In 1929, Benton launched Benton and Bowles with his former assistant Chester Bowles. Among the first to use consumer research surveys and radio advertising intelligently, they gave the world radio soap operas—and jingles. Six years later, despite the Great Depression, “rags-to-riches” Benton sold his share in what was now America’s sixth largest agency for $1 million.

Robert Hutchins, the University of Chicago’s young, visionary president, recruited his prematurely retired Yale classmate in 1936 to redefine the school’s image. Benton neutralized claims that the school schooled students in subversion, produced popular radio programs using faculty experts, and pioneered techniques in marketing universities—lessons America’s universities have learned far too well. Meanwhile, Benton bought Electric Research Products, Inc. (ERPI)—an educational filmmaking company; Muzak—which he turned profitable by shifting to producing background music; and the Encyclopedia Britannica. As Britannica’s publisher, Benton made millions for himself and the university, popularizing highbrow culture for middlebrow types. Benton’s faith in Hutchins’ University of Chicago methods would result in the phenomenal 54-volume Great Books of the Western World set, published in 1952.

After a string of government jobs, Benton became assistant secretary of State for Public Affairs in 1945, initiating the Voice of America radio broadcasts, United States Information Offices, and Fulbright scholarly exchange programs. Four years later, Connecticut’s Senate seat opened. His buddy Chester Bowles, now Connecticut’s governor, appointed Benton. In 1950, Benton ran for the seat, despite it having only two years left in the term. Benton beat another Yalie, Prescott Bush, by 1,100 votes.
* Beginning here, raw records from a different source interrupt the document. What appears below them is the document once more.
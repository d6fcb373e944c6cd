use fenris_multiphysics::config::SystemConfig;
use fenris_multiphysics::factory::Category;
use fenris_multiphysics::mesh::procedural::create_uniform_line_mesh;
use fenris_multiphysics::setup::ProblemSetup;
use fenris_multiphysics::time::TimeScheme;
use fenris_multiphysics::variables::{CoupledVariableId, FeType, VariableRef};
use fenris_multiphysics::{CoupledSystem, SystemError};
use matrixcompare::assert_matrix_eq;
use nalgebra::DVector;

const POISSON: &str = r#"{
    "variables": [
        { "name": "u", "fe_type": { "family": "Lagrange", "order": "First" } }
    ],
    "aux_variables": [
        { "name": "flux", "fe_type": { "family": "Monomial", "order": "Constant" } }
    ],
    "registrations": [
        { "category": "Kernel", "type": "Diffusion", "name": "diff", "params": { "variable": "u" } },
        { "category": "Kernel", "type": "BodyForce", "name": "force", "params": { "variable": "u", "value": 1.0 } },
        { "category": "BoundaryCondition", "type": "DirichletBC", "name": "left",
          "params": { "variable": "u", "boundary": 0, "value": 0.0 } },
        { "category": "AuxKernel", "type": "ConstantAux", "name": "flux_aux",
          "params": { "variable": "flux", "value": 2.5 } },
        { "category": "Postprocessor", "type": "ElementIntegralVariable", "name": "total",
          "params": { "variable": "u" } }
    ]
}"#;

#[test]
fn problem_setup_from_json_builds_a_working_system() {
    let setup = ProblemSetup::from_json_str(POISSON).unwrap();
    assert_eq!(setup.variables.len(), 1);
    assert_eq!(setup.registrations.len(), 5);
    assert_eq!(setup.registrations[2].category, Category::BoundaryCondition);

    let mut system = CoupledSystem::new(SystemConfig::default()).unwrap();
    system
        .set_mesh(create_uniform_line_mesh(0.0, 1.0, 2).unwrap())
        .unwrap();
    setup.apply(&mut system).unwrap();
    system.init().unwrap();

    let residual = system.compute_residual(&DVector::zeros(3)).unwrap();
    let expected = DVector::from_column_slice(&[0.0, -0.5, -0.25]);
    assert_matrix_eq!(residual, expected, comp = abs, tol = 1e-12);
    assert_eq!(system.aux_solution(), &DVector::from_element(2, 2.5));
}

#[test]
fn problem_setup_survives_serialization() {
    let setup = ProblemSetup::from_json_str(POISSON).unwrap();
    let json = serde_json::to_string(&setup).unwrap();
    assert_eq!(ProblemSetup::from_json_str(&json).unwrap(), setup);
}

#[test]
fn malformed_setup_is_a_json_error() {
    let result = ProblemSetup::from_json_str(r#"{ "variables": [ { "name": 3 } ] }"#);
    assert!(matches!(result, Err(SystemError::Json(_))));
}

#[test]
fn config_from_json_fills_defaults() {
    let config = SystemConfig::from_json_str(
        r#"{ "num_threads": 3, "time": { "transient": true, "scheme": "Bdf2", "dt": 0.01 } }"#,
    )
    .unwrap();
    assert_eq!(config.num_threads, 3);
    assert_eq!(config.quadrature_points, 2);
    assert!(config.time.transient);
    assert_eq!(config.time.scheme, TimeScheme::Bdf2);
    assert_eq!(config.time.dt, 0.01);
    assert_eq!(config.adaptivity.max_cycles, 1);

    let invalid = SystemConfig::from_json_str(r#"{ "time": { "dt": -1.0 } }"#);
    assert!(matches!(invalid, Err(SystemError::Config(_))));
}

#[test]
fn auxiliary_variables_are_numbered_after_nonlinear_ones() {
    let mut system = CoupledSystem::new(SystemConfig::default()).unwrap();
    system
        .set_mesh(create_uniform_line_mesh(0.0, 1.0, 2).unwrap())
        .unwrap();
    let a = system.add_aux_variable("a", FeType::MONOMIAL_CONSTANT, None).unwrap();
    let u = system.add_variable("u", FeType::LAGRANGE_FIRST, None).unwrap();
    let v = system.add_variable("v", FeType::LAGRANGE_FIRST, None).unwrap();
    let b = system.add_aux_variable("b", FeType::LAGRANGE_FIRST, None).unwrap();

    let variables = system.variables();
    assert_eq!(variables.num_coupled(), 4);
    assert_eq!(variables.coupled_id(VariableRef::Nonlinear(u)), CoupledVariableId(0));
    assert_eq!(variables.coupled_id(VariableRef::Nonlinear(v)), CoupledVariableId(1));
    assert_eq!(variables.modified_aux_var_num(a), CoupledVariableId(2));
    assert_eq!(variables.modified_aux_var_num(b), CoupledVariableId(3));
    assert_eq!(variables.resolve(CoupledVariableId(3)), Some(VariableRef::Auxiliary(b)));
    assert_eq!(variables.resolve(CoupledVariableId(4)), None);
    assert!(matches!(
        system.add_variable("a", FeType::LAGRANGE_FIRST, None),
        Err(SystemError::DuplicateName { .. })
    ));
}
As a Senate rookie and non-politician, Benton lacked the clubby loyalties and political sensibilities that silenced most colleagues when Joe McCarthy soared as the anti-Communist tub-thumper who roared. McCarthy’s Feb. 9, 1950 speech in Wheeling, Virginia, claiming 205 Communists infiltrated the State Department, made him America’s number one Commie-hunter. Even as his numbers shrank to 81 or 57, even as his tall tales grew—he became more fascinating and frightening. Although McCarthy’s scattershot libels missed more than they hit, his rhetoric resonated because Communists were trying to subvert America—and many liberals dismissed the threat.

When the Senate reconvened in January 1951, McCarthy was not only known as a reputation-killer but a kingmaker—and breaker. Everyone believed his intervention defeated Millard Tydings, a senator since 1927. Tydings had chaired hearings labeling McCarthy’s crusade a “fraud and a hoax.” McCarthy claimed Tydings was “protecting Communists,” and spread a doctored photo falsely placing Tydings next to the American Communist Earl Browder.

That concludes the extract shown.